Activation of this pathway also explains how PBT2 caused the large decrease in hyperphosphorylated tau, a brain protein associated with AD. ***

These new results further explain how PBT2 can achieve rapid improvements in cognition: by liberation of copper and zinc trapped in amyloid deposits and returning those essential metals to neurons, where they are needed for normal function.

*Lannfelt et al. Lancet Neurology (2008) vol. 7, pp. 779-86; Lannfelt et al. Lancet Neurology (2009) vol. 8, pp. 981.
**Crouch et al. Journal of Neurochemistry (2011) vol. 119, pp.220-230
***Adlard et al. Neuron (2008) vol. 59, pp. 43-55

About Prana Biotechnology Limited
Prana Biotechnology was established to commercialize research into age-related neurodegenerative disorders. The Company was incorporated in 1997 and listed on the Australian Securities Exchange in March 2000 and listed on NASDAQ in September 2002. Researchers at prominent international institutions including The University of Melbourne, The Mental Health Research Institute (Melbourne) and Massachusetts General Hospital, a teaching hospital of Harvard Medical School, contributed to the discovery of Prana's technology.

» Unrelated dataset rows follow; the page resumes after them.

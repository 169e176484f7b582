//! Provider configuration
//!
//! Values come from the manifest's `provider` block. Any field left out
//! falls back to the `YB_*` environment variables.

use std::collections::HashMap;
use std::time::Duration;

use yba_core::resource::Value;
use yba_core::task::DEFAULT_POLL_INTERVAL;
use yba_core::timeouts::parse_duration;

use crate::error::{ApiError, Result};

pub const ENV_HOST: &str = "YB_HOST";
pub const ENV_API_KEY: &str = "YB_API_KEY";
pub const ENV_ENABLE_HTTPS: &str = "YB_ENABLE_HTTPS";

/// Connection settings for one YBA instance
#[derive(Clone)]
pub struct ProviderConfig {
    /// Host and optional port, e.g. `yba.example.com:443`
    pub host: String,
    pub api_token: String,
    pub enable_https: bool,
    /// Interval between task status probes
    pub poll_interval: Duration,
}

impl std::fmt::Debug for ProviderConfig {
    fn fmt(&self, f: &mut std::fmt::Formatter<'_>) -> std::fmt::Result {
        f.debug_struct("ProviderConfig")
            .field("host", &self.host)
            .field("api_token", &"(sensitive)")
            .field("enable_https", &self.enable_https)
            .field("poll_interval", &self.poll_interval)
            .finish()
    }
}

impl ProviderConfig {
    /// Create ProviderConfig from environment variables only
    pub fn from_env() -> Result<Self> {
        Self::from_attributes(&HashMap::new())
    }

    /// Decode the `provider` block, falling back to the environment
    pub fn from_attributes(attrs: &HashMap<String, Value>) -> Result<Self> {
        let host = string_attr(attrs, "host")?
            .or_else(|| std::env::var(ENV_HOST).ok())
            .filter(|h| !h.is_empty())
            .ok_or_else(|| {
                ApiError::InvalidConfig(format!("host is required (or set {})", ENV_HOST))
            })?;

        let api_token = string_attr(attrs, "api_token")?
            .or_else(|| std::env::var(ENV_API_KEY).ok())
            .filter(|t| !t.is_empty())
            .ok_or_else(|| {
                ApiError::InvalidConfig(format!("api_token is required (or set {})", ENV_API_KEY))
            })?;

        let enable_https = match attrs.get("enable_https") {
            Some(Value::Bool(b)) => *b,
            Some(_) => {
                return Err(ApiError::InvalidConfig(
                    "enable_https must be a boolean".to_string(),
                ));
            }
            None => match std::env::var(ENV_ENABLE_HTTPS) {
                Ok(v) => parse_bool(&v).ok_or_else(|| {
                    ApiError::InvalidConfig(format!(
                        "{} must be 'true' or 'false', got '{}'",
                        ENV_ENABLE_HTTPS, v
                    ))
                })?,
                Err(_) => true,
            },
        };

        let poll_interval = match string_attr(attrs, "poll_interval")? {
            Some(s) => parse_duration(&s)
                .map_err(|e| ApiError::InvalidConfig(format!("poll_interval: {}", e)))?,
            None => DEFAULT_POLL_INTERVAL,
        };

        Ok(Self {
            host,
            api_token,
            enable_https,
            poll_interval,
        })
    }

    /// Base URL of the YBA instance, without a trailing slash
    pub fn base_url(&self) -> String {
        let host = self.host.trim_end_matches('/');
        if host.starts_with("http://") || host.starts_with("https://") {
            return host.to_string();
        }
        let scheme = if self.enable_https { "https" } else { "http" };
        format!("{}://{}", scheme, host)
    }
}

fn string_attr(attrs: &HashMap<String, Value>, key: &str) -> Result<Option<String>> {
    match attrs.get(key) {
        None => Ok(None),
        Some(Value::String(s)) => Ok(Some(s.clone())),
        Some(_) => Err(ApiError::InvalidConfig(format!("{} must be a string", key))),
    }
}

fn parse_bool(s: &str) -> Option<bool> {
    match s.trim().to_ascii_lowercase().as_str() {
        "true" | "1" => Some(true),
        "false" | "0" => Some(false),
        _ => None,
    }
}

For further information please visit the Company's web site at www.pranabio.com.

Forward Looking Statements
This press release contains "forward-looking statements" within the meaning of section 27A of the Securities Act of 1933 and section 21E of the Securities Exchange Act of 1934. The Company has tried to identify such forward-looking statements by use of such words as "expects," "intends," "hopes," "anticipates," "believes," "could," "may," "evidences" and "estimates," and other similar expressions, but these words are not the exclusive means of identifying such statements. Such statements include, but are not limited to any statements relating to the Company's drug development program, including, but not limited to the initiation, progress and outcomes of clinical trials of the Company's drug development program, including, but not limited to, PBT2, and any other statements that are not historical facts. Such statements involve risks and uncertainties, including, but not limited to, those risks and uncertainties relating to the difficulties or delays in financing, development, testing, regulatory approval, production and marketing of the Company's drug components, including, but not limited to, PBT2, the ability of the Company to procure additional future sources of financing, unexpected adverse side effects or inadequate therapeutic efficacy of the Company's drug compounds, including, but not limited to, PBT2, that could slow or prevent products coming to market, the uncertainty of patent protection for the Company's intellectual property or trade secrets, including, but not limited to, the intellectual property relating to PBT2, and other risks detailed from time to time in the filings the Company makes with Securities and Exchange Commission including its annual reports on Form 20-F and its reports on Form 6-K. Such statements are based on management's current expectations, but actual results may differ materially due to various factions including those risks and uncertainties mentioned or referred to in this press release. Accordingly, you should not rely on those forward-looking statements as a prediction of actual future results.